I'd be interested (Don) in the etymology that makes Ma-Rahzh-un (your emphasis don't forget) = Market on Thursday. |
Yes, Chad, "try to keep up". This has already been answered. There were two markets round which a single community coalesced. The "Thusday Market" ("Market [on] Jove's-Day") is represented by the name of the road from Penzance, "Market Jew Road". Marazion (with the pronunciation I gave) comes from the other market name. In modern Cornish (according to the Ken George Dictionary), "market" is marghas and "small" is byghan; but since "marghas" is feminine, "byghan" should be vyghan, with the gh a light laryngeal.
(Compare Welsh marchad fechan, Irish mhargadh bheaghan, both "wee market".)
Hence the Marghas Vian I cited from 1309, and the Marhasbean Ekwall cites from 1311. The pronunciation, Ma-Rahzh-un -- however you spell it -- is a 17th-Century Englishman's attempt to capture the local pronunciation at that time (something like "Mar-hahz-viun").
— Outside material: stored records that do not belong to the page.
//! Profile-based eligibility for catalog activities.

use crate::schedule::{Activity, PhysicalLevel, Profile};

/// Whether a profile at `level` may be given an activity requiring `required`.
///
/// Athlete-only activities need an athlete, active ones need at least an
/// active profile, sedentary ones are open to everybody.
pub fn is_eligible(required: PhysicalLevel, level: PhysicalLevel) -> bool {
    match required {
        PhysicalLevel::Athlete => level == PhysicalLevel::Athlete,
        PhysicalLevel::Active => level != PhysicalLevel::Sedentary,
        PhysicalLevel::Sedentary => true,
    }
}

/// Narrow the catalog to activities the profile may be given.
///
/// Only the physical level gates eligibility; catalog order is preserved.
pub fn filter_eligible(activities: &[Activity], profile: &Profile) -> Vec<Activity> {
    activities
        .iter()
        .filter(|a| is_eligible(a.required_physical_level, profile.physical_level))
        .cloned()
        .collect()
}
By the way, a search of Domesday Book on-line for Marazion returns Treiwal (modern Truthwall), Odenol (Perranuthnoe), Landicle (Gulval), Woreslin (Gurlyn), Trescau (Trescowe), and Luduham (Ludgvan) as places near modern Marazion, but Ekwall (Oxford Dictionary of English Place-names) confirms that "Marazion" has no entry of its own. In 1088, it didn't yet exist.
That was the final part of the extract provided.